Quanto fossero diverse Zandvoort e Monza lo ha fatto capire la Ferrari, con una prestazione agli antipodi. Ma davanti ci sono sempre loro, la RB19 e Max Verstappen: il divario dal primo inseguitore più variare, ma non l'esito della gara. Questa Red Bull è un gioiello di quelli rari: dominare sempre e comunque, in ogni pista ed in ogni condizione, è un indice di grandezza fuori scala. Questa RB19 fa come il suo cavaliere, Max: riesce sempre a dare il 100%. Lo diceva anche Perez nel giovedì di Monza: “Max sta correndo ad un livello estremo, riesce sempre a tirare fuori il 100% da sé stesso e la vettura e per un compagno di squadra non è facile”.
Già, non è facile. Ma non solo per Checo, che sta condividendo la stessa sorta di altri numeri due del passato, quelli che magari avevano la monoposto giusta ma il compagno di squadra sbagliato. Max sa ottimizzare tutto, anche una monoposto pensata esclusivamente per la gara e portata, alla fine, a soli 13 millesimi dalla pole position. Ha trovato il dono della pazienza, Max, che per un pilota con la sua indole è una dote più difficile da trovare della velocità pura. Perché uno così ad andar forte ha imparato subito, sin da quando era un ragazzino; è stato capire quando serve tirare fuori quella velocità e quando no, il difficile. Lo hanno aiutato le ramanzine di Horner e Marko in una Montecarlo di cinque anni fa, un vero spartiacque tra il vecchio e nuovo Max, che nel frattempo si è affinato anche sotto altri aspetti. La calma olimpica di Monza è la cartolina di una maturazione ormai completata: ha studiato Sainz nei primi giri, ha detto al box di rimanere calmi perché la Ferrari già scivolava sul posteriore. Si è fatto vedere all'esterno della Prima Variante, solo per ricordare che lui c'era. Ed al primo mezzo bloccaggio di Carlitos è passato: da lì, non c'è stata più storia.

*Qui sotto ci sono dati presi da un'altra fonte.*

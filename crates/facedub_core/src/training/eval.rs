use crate::compositor::gather_textures;
use crate::data::PreviewSource;
use crate::metrics::{MetricSink, PreviewVideo};
use crate::training::loss::ValLosses;
use crate::training::trainer::{render_pass, DubbingTrainer};
use crate::warp::align_surfaces;
use burn::module::AutodiffModule;
use burn::tensor::backend::AutodiffBackend;
use burn::tensor::Tensor;
use log::info;

/// Accumulates per-step validation losses across an epoch and reports the
/// means at epoch end.
#[derive(Debug, Default)]
pub struct EvalReporter {
    sum: ValLosses,
    count: usize,
}

impl EvalReporter {
    pub fn new() -> Self {
        Self::default()
    }

    pub fn observe(&mut self, losses: ValLosses) {
        self.sum.loss += losses.loss;
        self.sum.loss_tex += losses.loss_tex;
        self.sum.loss_img += losses.loss_img;
        self.count += 1;
    }

    /// Logs the epoch means under `val_*` and resets the accumulator.
    /// Returns the means, or `None` when nothing was observed.
    pub fn finish(&mut self, sink: &mut dyn MetricSink, step: u64) -> Option<ValLosses> {
        if self.count == 0 {
            return None;
        }
        let n = self.count as f32;
        let means = ValLosses {
            loss: self.sum.loss / n,
            loss_tex: self.sum.loss_tex / n,
            loss_img: self.sum.loss_img / n,
        };
        sink.scalar("val_loss", means.loss, step);
        sink.scalar("val_loss_tex", means.loss_tex, step);
        sink.scalar("val_loss_img", means.loss_img, step);
        info!("Validation epoch: loss {:.5} (tex {:.5}, img {:.5})", means.loss, means.loss_tex, means.loss_img);
        *self = Self::default();
        Some(means)
    }
}

/// Renders a preview sequence without autodiff: for every source frame the
/// middle frame of the temporal window is taken, real and rendered are laid
/// side by side, clipped to [0, 1] and scaled to 8-bit.
pub fn render_preview<B: AutodiffBackend>(
    trainer: &DubbingTrainer<B>,
    source: &dyn PreviewSource<B::InnerBackend>,
) -> PreviewVideo {
    let textures_valid = trainer.textures.valid();
    let renderer_valid = trainer.renderer.valid();

    let mut frames_out = Vec::with_capacity(source.num_frames());
    let mut width = 0;
    let mut height = 0;

    for idx in 0..source.num_frames() {
        let batch = source.frame_at(idx);
        assert!(batch.batch_size() == 1, "Preview batches must have batch size 1");

        let flat = batch.params.flattened();
        let maps = trainer.decoder.decode(&flat);
        let surfaces = align_surfaces(&maps, batch.frame_size());
        let textures = gather_textures(&textures_valid, &batch.ids);
        let pass = render_pass(&trainer.model, textures, batch.frames.clone(), &surfaces, &renderer_valid);

        let [_, t, _, s, _] = pass.rendered.dims();
        let mid = t / 2;
        let real: Tensor<B::InnerBackend, 3> = pass.frames.slice([0..1, mid..mid + 1, 0..3, 0..s, 0..s]).reshape([3, s, s]);
        let fake: Tensor<B::InnerBackend, 3> = pass.rendered.slice([0..1, mid..mid + 1, 0..3, 0..s, 0..s]).reshape([3, s, s]);

        // real|rendered side by side, channels-last, clipped and scaled.
        let pair = Tensor::cat(vec![real, fake], 2).permute([1, 2, 0]);
        let bytes: Vec<u8> = pair
            .clamp(0.0, 1.0)
            .mul_scalar(255.0)
            .to_data()
            .convert::<f32>()
            .to_vec::<f32>()
            .expect("Preview frame reads back as f32")
            .iter()
            .map(|v| *v as u8)
            .collect();

        width = 2 * s;
        height = s;
        frames_out.push(bytes);
    }

    PreviewVideo {
        width,
        height,
        frames: frames_out,
    }
}

#[cfg(test)]
mod tests {
    use super::*;
    use crate::metrics::LogSink;

    #[test]
    fn reporter_means_and_resets() {
        let mut reporter = EvalReporter::new();
        reporter.observe(ValLosses { loss: 1.0, loss_tex: 0.4, loss_img: 0.6 });
        reporter.observe(ValLosses { loss: 3.0, loss_tex: 1.6, loss_img: 1.4 });
        let means = reporter.finish(&mut LogSink, 10).unwrap();
        assert!((means.loss - 2.0).abs() < 1e-6);
        assert!((means.loss_tex - 1.0).abs() < 1e-6);
        assert!((means.loss_img - 1.0).abs() < 1e-6);
        assert!(reporter.finish(&mut LogSink, 11).is_none());
    }
}
use burn::config::Config;

/// Shared model geometry. Every channel/size coupling between the texture
/// store, the compositor and the renderer input goes through this one value
/// set, never through duplicated magic numbers.
#[derive(Config, Debug)]
pub struct ModelConfig {
    /// Side length the network operates at. Must be divisible by 32 (five
    /// stride-2 levels in the renderer).
    #[config(default = 256)]
    pub image_size: usize,
    /// Spatial resolution of every neural texture.
    #[config(default = 256)]
    pub texture_size: usize,
    /// Channel count of every neural texture. The first 3 channels
    /// conventionally align with RGB for the texture-consistency loss.
    #[config(default = 8)]
    pub texture_channels: usize,
    /// Number of frames in one temporal window.
    #[config(default = 5)]
    pub temporal_window: usize,
    /// Width of the conditioning vector (audio pathway stub).
    #[config(default = 512)]
    pub cond_dim: usize,
    /// Base feature width of the renderer.
    #[config(default = 64)]
    pub renderer_features: usize,
    /// Base feature width of the discriminator.
    #[config(default = 64)]
    pub disc_features: usize,
}

impl ModelConfig {
    /// # Panics
    /// Will panic if the sizes are not usable by the renderer stack
    pub fn validate(&self) {
        assert!(
            self.image_size % 32 == 0,
            "image_size must be divisible by 32, got {}",
            self.image_size
        );
        assert!(
            self.texture_channels >= 3,
            "texture_channels must cover the RGB passthrough channels, got {}",
            self.texture_channels
        );
        assert!(self.temporal_window >= 1, "temporal_window must be at least 1");
    }
}

/// Training-loop knobs, one optimizer group per learning rate.
#[derive(Config, Debug)]
pub struct TrainConfig {
    #[config(default = 1e-3)]
    pub lr_texture: f64,
    #[config(default = 1e-4)]
    pub lr_renderer: f64,
    #[config(default = 1e-4)]
    pub lr_discriminator: f64,
    /// The discriminator optimizer only steps when its averaged LSGAN loss
    /// exceeds this, so an already-confident discriminator stops improving.
    #[config(default = 0.01)]
    pub disc_skip_threshold: f32,
    /// Scale applied to the discriminator loss before its backward pass.
    #[config(default = 0.02)]
    pub disc_loss_weight: f32,
    #[config(default = 1.0)]
    pub w_reconstruction: f32,
    #[config(default = 1.0)]
    pub w_texture_consistency: f32,
    #[config(default = 1.0)]
    pub w_perceptual: f32,
    #[config(default = 0.02)]
    pub w_adversarial: f32,
    /// Epochs of the frozen-renderer identity fitting loop.
    #[config(default = 10)]
    pub finetune_epochs: usize,
    /// Preview clips rendered per validation epoch.
    #[config(default = 3)]
    pub preview_clips: usize,
    #[config(default = 42)]
    pub seed: u64,
}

Ha vinto con appena 6”064 di margine su Perez, pochissimi, perché sul finale ha avuto un imprecisato problema tecnico (ha lasciato 2” solo nell'ultimo giro) per il quale ha preferito rallentare. Non se ne è accorto nessuno, visto il margine che aveva, ed è un'altra pessima notizia per gli avversari. E' stato interprete perfetto anche in questo caso, Max, dopo aver fatto tutto quello che doveva con una Red Bull settata e pensate per la corsa, dove alla distanza, e con l'asfalto così caldo, la gestione della gomma ha fatto tanta differenza. Sacrificando qualcosa sul dritto, il team di Milton Keynes si è garantito la superiorità alle Lesmo, alla Ascari, alla Parabolica Alboreto e soprattutto sulla gestione delle gomme. Un'arma praticamente infallibile, se riesci a contenere il ritardo sul dritto. E' la magnifica abitudine di questa Red Bull e di questo Max Verstappen: su ogni pista, possono fare praticamente ciò che vogliono.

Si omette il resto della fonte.